=== Study material ===
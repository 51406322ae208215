//! Observer dispatch around insert, update and delete
//!
//! Before-hooks answer whether the operation may proceed: a cancellation
//! from any observer declines it, any other observer error fails it.
//! After-hooks can only fail.

use std::sync::Arc;

use super::record::Record;
use crate::error::{ModelError, OrmResult};
use crate::events::EventError;
use crate::value::Row;

fn declined(record: &mut Record, hook: &str, error: EventError) -> OrmResult<bool> {
    if !error.is_cancellation() {
        return Err(ModelError::from(error));
    }
    if let EventError::Validation { attribute, message } = &error {
        record.add_error(attribute, message);
    }
    tracing::debug!("{} of '{}' declined by observer: {}", hook, record.table(), error);
    Ok(false)
}

/// creating -> saving
pub(crate) async fn before_insert(record: &mut Record) -> OrmResult<bool> {
    let definition = Arc::clone(record.definition());
    for observer in definition.observers() {
        if let Err(error) = observer.creating(record).await {
            return declined(record, "insert", error);
        }
    }
    for observer in definition.observers() {
        if let Err(error) = observer.saving(record).await {
            return declined(record, "insert", error);
        }
    }
    Ok(true)
}

/// saved -> created
pub(crate) async fn after_insert(record: &Record) -> OrmResult<()> {
    let definition = Arc::clone(record.definition());
    for observer in definition.observers() {
        observer.saved(record).await?;
    }
    for observer in definition.observers() {
        observer.created(record).await?;
    }
    Ok(())
}

/// updating -> saving
pub(crate) async fn before_update(record: &mut Record) -> OrmResult<bool> {
    let definition = Arc::clone(record.definition());
    for observer in definition.observers() {
        if let Err(error) = observer.updating(record).await {
            return declined(record, "update", error);
        }
    }
    for observer in definition.observers() {
        if let Err(error) = observer.saving(record).await {
            return declined(record, "update", error);
        }
    }
    Ok(true)
}

/// saved -> updated
pub(crate) async fn after_update(record: &Record, changed: &Row) -> OrmResult<()> {
    let definition = Arc::clone(record.definition());
    for observer in definition.observers() {
        observer.saved(record).await?;
    }
    for observer in definition.observers() {
        observer.updated(record, changed).await?;
    }
    Ok(())
}

pub(crate) async fn before_delete(record: &mut Record) -> OrmResult<bool> {
    let definition = Arc::clone(record.definition());
    for observer in definition.observers() {
        if let Err(error) = observer.deleting(record).await {
            return declined(record, "delete", error);
        }
    }
    Ok(true)
}

pub(crate) async fn after_delete(record: &Record) -> OrmResult<()> {
    let definition = Arc::clone(record.definition());
    for observer in definition.observers() {
        observer.deleted(record).await?;
    }
    Ok(())
}

#[cfg(test)]
mod tests {
    use super::*;
    use std::sync::Mutex;

    use async_trait::async_trait;

    use crate::events::RecordObserver;
    use crate::model::ModelDefinition;
    use crate::schema::{ColumnSchema, ColumnType, TableSchema};

    #[derive(Default)]
    struct Recorder {
        calls: Arc<Mutex<Vec<&'static str>>>,
    }

    #[async_trait]
    impl RecordObserver for Recorder {
        async fn creating(&self, _record: &mut Record) -> Result<(), EventError> {
            self.calls.lock().unwrap().push("creating");
            Ok(())
        }

        async fn saving(&self, record: &mut Record) -> Result<(), EventError> {
            self.calls.lock().unwrap().push("saving");
            if record.get_attribute("name").as_str() == Some("blocked") {
                return Err(EventError::validation("name", "Name is blacklisted"));
            }
            Ok(())
        }

        async fn saved(&self, _record: &Record) -> Result<(), EventError> {
            self.calls.lock().unwrap().push("saved");
            Ok(())
        }

        async fn created(&self, _record: &Record) -> Result<(), EventError> {
            self.calls.lock().unwrap().push("created");
            Ok(())
        }

        async fn deleting(&self, _record: &Record) -> Result<(), EventError> {
            Err(EventError::observer("audit log unavailable"))
        }
    }

    fn record_with(calls: Arc<Mutex<Vec<&'static str>>>) -> Record {
        let definition = ModelDefinition::new("user_info")
            .observer(Recorder { calls })
            .build();
        let schema = TableSchema::new("user_info")
            .column(ColumnSchema::primary_key("id"))
            .column(ColumnSchema::new("name", ColumnType::String));
        Record::new(definition, Arc::new(schema))
    }

    #[tokio::test]
    async fn test_insert_hook_order() {
        let calls = Arc::new(Mutex::new(Vec::new()));
        let mut record = record_with(Arc::clone(&calls));

        assert!(before_insert(&mut record).await.unwrap());
        after_insert(&record).await.unwrap();
        assert_eq!(*calls.lock().unwrap(), vec!["creating", "saving", "saved", "created"]);
    }

    #[tokio::test]
    async fn test_validation_cancellation_declines_and_records_error() {
        let calls = Arc::new(Mutex::new(Vec::new()));
        let mut record = record_with(Arc::clone(&calls));
        record.set_attribute("name", "blocked").unwrap();

        assert!(!before_insert(&mut record).await.unwrap());
        assert_eq!(record.errors().first("name"), Some("Name is blacklisted"));
    }

    #[tokio::test]
    async fn test_observer_failure_propagates() {
        let mut record = record_with(Arc::new(Mutex::new(Vec::new())));
        let result = before_delete(&mut record).await;
        assert!(matches!(result, Err(ModelError::Event(_))));
    }
}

=== To do ===
The response should be every record above restated exactly.

=== Task result ===
repository 51406322ae208215
//! Observer dispatch around insert, update and delete
//!
//! Before-hooks answer whether the operation may proceed: a cancellation
//! from any observer declines it, any other observer error fails it.
//! After-hooks can only fail.

use std::sync::Arc;

use super::record::Record;
use crate::error::{ModelError, OrmResult};
use crate::events::EventError;
use crate::value::Row;

fn declined(record: &mut Record, hook: &str, error: EventError) -> OrmResult<bool> {
    if !error.is_cancellation() {
        return Err(ModelError::from(error));
    }
    if let EventError::Validation { attribute, message } = &error {
        record.add_error(attribute, message);
    }
    tracing::debug!("{} of '{}' declined by observer: {}", hook, record.table(), error);
    Ok(false)
}

/// creating -> saving
pub(crate) async fn before_insert(record: &mut Record) -> OrmResult<bool> {
    let definition = Arc::clone(record.definition());
    for observer in definition.observers() {
        if let Err(error) = observer.creating(record).await {
            return declined(record, "insert", error);
        }
    }
    for observer in definition.observers() {
        if let Err(error) = observer.saving(record).await {
            return declined(record, "insert", error);
        }
    }
    Ok(true)
}

/// saved -> created
pub(crate) async fn after_insert(record: &Record) -> OrmResult<()> {
    let definition = Arc::clone(record.definition());
    for observer in definition.observers() {
        observer.saved(record).await?;
    }
    for observer in definition.observers() {
        observer.created(record).await?;
    }
    Ok(())
}

/// updating -> saving
pub(crate) async fn before_update(record: &mut Record) -> OrmResult<bool> {
    let definition = Arc::clone(record.definition());
    for observer in definition.observers() {
        if let Err(error) = observer.updating(record).await {
            return declined(record, "update", error);
        }
    }
    for observer in definition.observers() {
        if let Err(error) = observer.saving(record).await {
            return declined(record, "update", error);
        }
    }
    Ok(true)
}

/// saved -> updated
pub(crate) async fn after_update(record: &Record, changed: &Row) -> OrmResult<()> {
    let definition = Arc::clone(record.definition());
    for observer in definition.observers() {
        observer.saved(record).await?;
    }
    for observer in definition.observers() {
        observer.updated(record, changed).await?;
    }
    Ok(())
}

pub(crate) async fn before_delete(record: &mut Record) -> OrmResult<bool> {
    let definition = Arc::clone(record.definition());
    for observer in definition.observers() {
        if let Err(error) = observer.deleting(record).await {
            return declined(record, "delete", error);
        }
    }
    Ok(true)
}

pub(crate) async fn after_delete(record: &Record) -> OrmResult<()> {
    let definition = Arc::clone(record.definition());
    for observer in definition.observers() {
        observer.deleted(record).await?;
    }
    Ok(())
}

#[cfg(test)]
mod tests {
    use super::*;
    use std::sync::Mutex;

    use async_trait::async_trait;

    use crate::events::RecordObserver;
    use crate::model::ModelDefinition;
    use crate::schema::{ColumnSchema, ColumnType, TableSchema};

    #[derive(Default)]
    struct Recorder {
        calls: Arc<Mutex<Vec<&'static str>>>,
    }

    #[async_trait]
    impl RecordObserver for Recorder {
        async fn creating(&self, _record: &mut Record) -> Result<(), EventError> {
            self.calls.lock().unwrap().push("creating");
            Ok(())
        }

        async fn saving(&self, record: &mut Record) -> Result<(), EventError> {
            self.calls.lock().unwrap().push("saving");
            if record.get_attribute("name").as_str() == Some("blocked") {
                return Err(EventError::validation("name", "Name is blacklisted"));
            }
            Ok(())
        }

        async fn saved(&self, _record: &Record) -> Result<(), EventError> {
            self.calls.lock().unwrap().push("saved");
            Ok(())
        }

        async fn created(&self, _record: &Record) -> Result<(), EventError> {
            self.calls.lock().unwrap().push("created");
            Ok(())
        }

        async fn deleting(&self, _record: &Record) -> Result<(), EventError> {
            Err(EventError::observer("audit log unavailable"))
        }
    }

    fn record_with(calls: Arc<Mutex<Vec<&'static str>>>) -> Record {
        let definition = ModelDefinition::new("user_info")
            .observer(Recorder { calls })
            .build();
        let schema = TableSchema::new("user_info")
            .column(ColumnSchema::primary_key("id"))
            .column(ColumnSchema::new("name", ColumnType::String));
        Record::new(definition, Arc::new(schema))
    }

    #[tokio::test]
    async fn test_insert_hook_order() {
        let calls = Arc::new(Mutex::new(Vec::new()));
        let mut record = record_with(Arc::clone(&calls));

        assert!(before_insert(&mut record).await.unwrap());
        after_insert(&record).await.unwrap();
        assert_eq!(*calls.lock().unwrap(), vec!["creating", "saving", "saved", "created"]);
    }

    #[tokio::test]
    async fn test_validation_cancellation_declines_and_records_error() {
        let calls = Arc::new(Mutex::new(Vec::new()));
        let mut record = record_with(Arc::clone(&calls));
        record.set_attribute("name", "blocked").unwrap();

        assert!(!before_insert(&mut record).await.unwrap());
        assert_eq!(record.errors().first("name"), Some("Name is blacklisted"));
    }

    #[tokio::test]
    async fn test_observer_failure_propagates() {
        let mut record = record_with(Arc::new(Mutex::new(Vec::new())));
        let result = before_delete(&mut record).await;
        assert!(matches!(result, Err(ModelError::Event(_))));
    }
}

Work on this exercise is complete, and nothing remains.